* What you will do *
Every entry that follows should be output again, word for word.

[Collected data]
○ ○ ○ ○ ○ ○ ○
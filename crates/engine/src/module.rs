//! Module specification and planning.
//!
//! A module groups tasks plus optional pre-run/post-run hook steps. Its plan
//! is a fragment: the tasks' fragments chained in declared order with the
//! same merge algorithm the pipeline applies to modules.

use std::fmt;
use std::sync::Arc;

use config::HostSpec;
use steps::{Scope, Step};

use crate::error::EngineError;
use crate::graph::{Fragment, GraphBuilder};
use crate::selector::HostSelector;
use crate::task::TaskSpec;

/// A single step executed directly against a host set, bypassing the graph.
/// Hooks are sequential phase-gates; `concurrency` defaults to all hosts in
/// one batch.
#[derive(Clone)]
pub struct HookSpec {
    pub step: Arc<dyn Step>,
    pub concurrency: Option<usize>,
}

impl HookSpec {
    pub fn new(step: Arc<dyn Step>) -> Self {
        Self {
            step,
            concurrency: None,
        }
    }

    pub fn with_concurrency(mut self, concurrency: usize) -> Self {
        self.concurrency = Some(concurrency);
        self
    }
}

impl fmt::Debug for HookSpec {
    fn fmt(&self, f: &mut fmt::Formatter<'_>) -> fmt::Result {
        f.debug_struct("HookSpec")
            .field("step", &self.step.name())
            .field("concurrency", &self.concurrency)
            .finish()
    }
}

#[derive(Clone, Default)]
pub struct ModuleSpec {
    pub name: String,
    pub pre_run: Option<HookSpec>,
    pub post_run: Option<HookSpec>,
    pub tasks: Vec<TaskSpec>,
}

impl ModuleSpec {
    pub fn new(name: impl Into<String>) -> Self {
        Self {
            name: name.into(),
            ..Self::default()
        }
    }

    pub fn with_task(mut self, task: TaskSpec) -> Self {
        self.tasks.push(task);
        self
    }

    pub fn with_pre_run(mut self, hook: HookSpec) -> Self {
        self.pre_run = Some(hook);
        self
    }

    pub fn with_post_run(mut self, hook: HookSpec) -> Self {
        self.post_run = Some(hook);
        self
    }

    /// Chain the tasks' fragments in declared order. Tasks that plan
    /// nothing are bypassed. A module with no planning tasks yields an
    /// empty fragment and contributes no entry/exit linkage.
    pub(crate) fn plan(
        &self,
        selector: &HostSelector<'_>,
        pipeline_scope: &Scope,
    ) -> Result<Fragment, EngineError> {
        let scope = pipeline_scope.with_module(&self.name);
        let mut builder = GraphBuilder::new(&self.name);
        for task in &self.tasks {
            builder.merge(task.plan(&self.name, selector, &scope))?;
        }
        builder.into_fragment()
    }

    /// Union of the host sets required by this module's task selectors,
    /// computed once. Hooks execute against this set.
    pub(crate) fn host_set(&self, selector: &HostSelector<'_>) -> Vec<HostSpec> {
        let mut hosts: Vec<HostSpec> = Vec::new();
        for task in &self.tasks {
            for host in task.select_hosts(selector) {
                if !hosts.iter().any(|h| h.name == host.name) {
                    hosts.push(host);
                }
            }
        }
        hosts.sort_by(|a, b| a.name.cmp(&b.name));
        hosts
    }
}

impl fmt::Debug for ModuleSpec {
    fn fmt(&self, f: &mut fmt::Formatter<'_>) -> fmt::Result {
        f.debug_struct("ModuleSpec")
            .field("name", &self.name)
            .field("pre_run", &self.pre_run)
            .field("post_run", &self.post_run)
            .field("tasks", &self.tasks)
            .finish()
    }
}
○ ○ ○ ○ ○ ○ ○
* Answer for the task *
filename crates/engine/src/module.rs
//! Module specification and planning.
//!
//! A module groups tasks plus optional pre-run/post-run hook steps. Its plan
//! is a fragment: the tasks' fragments chained in declared order with the
//! same merge algorithm the pipeline applies to modules.

use std::fmt;
use std::sync::Arc;

use config::HostSpec;
use steps::{Scope, Step};

use crate::error::EngineError;
use crate::graph::{Fragment, GraphBuilder};
use crate::selector::HostSelector;
use crate::task::TaskSpec;

/// A single step executed directly against a host set, bypassing the graph.
/// Hooks are sequential phase-gates; `concurrency` defaults to all hosts in
/// one batch.
#[derive(Clone)]
pub struct HookSpec {
    pub step: Arc<dyn Step>,
    pub concurrency: Option<usize>,
}

impl HookSpec {
    pub fn new(step: Arc<dyn Step>) -> Self {
        Self {
            step,
            concurrency: None,
        }
    }

    pub fn with_concurrency(mut self, concurrency: usize) -> Self {
        self.concurrency = Some(concurrency);
        self
    }
}

impl fmt::Debug for HookSpec {
    fn fmt(&self, f: &mut fmt::Formatter<'_>) -> fmt::Result {
        f.debug_struct("HookSpec")
            .field("step", &self.step.name())
            .field("concurrency", &self.concurrency)
            .finish()
    }
}

#[derive(Clone, Default)]
pub struct ModuleSpec {
    pub name: String,
    pub pre_run: Option<HookSpec>,
    pub post_run: Option<HookSpec>,
    pub tasks: Vec<TaskSpec>,
}

impl ModuleSpec {
    pub fn new(name: impl Into<String>) -> Self {
        Self {
            name: name.into(),
            ..Self::default()
        }
    }

    pub fn with_task(mut self, task: TaskSpec) -> Self {
        self.tasks.push(task);
        self
    }

    pub fn with_pre_run(mut self, hook: HookSpec) -> Self {
        self.pre_run = Some(hook);
        self
    }

    pub fn with_post_run(mut self, hook: HookSpec) -> Self {
        self.post_run = Some(hook);
        self
    }

    /// Chain the tasks' fragments in declared order. Tasks that plan
    /// nothing are bypassed. A module with no planning tasks yields an
    /// empty fragment and contributes no entry/exit linkage.
    pub(crate) fn plan(
        &self,
        selector: &HostSelector<'_>,
        pipeline_scope: &Scope,
    ) -> Result<Fragment, EngineError> {
        let scope = pipeline_scope.with_module(&self.name);
        let mut builder = GraphBuilder::new(&self.name);
        for task in &self.tasks {
            builder.merge(task.plan(&self.name, selector, &scope))?;
        }
        builder.into_fragment()
    }

    /// Union of the host sets required by this module's task selectors,
    /// computed once. Hooks execute against this set.
    pub(crate) fn host_set(&self, selector: &HostSelector<'_>) -> Vec<HostSpec> {
        let mut hosts: Vec<HostSpec> = Vec::new();
        for task in &self.tasks {
            for host in task.select_hosts(selector) {
                if !hosts.iter().any(|h| h.name == host.name) {
                    hosts.push(host);
                }
            }
        }
        hosts.sort_by(|a, b| a.name.cmp(&b.name));
        hosts
    }
}

impl fmt::Debug for ModuleSpec {
    fn fmt(&self, f: &mut fmt::Formatter<'_>) -> fmt::Result {
        f.debug_struct("ModuleSpec")
            .field("name", &self.name)
            .field("pre_run", &self.pre_run)
            .field("post_run", &self.post_run)
            .field("tasks", &self.tasks)
            .finish()
    }
}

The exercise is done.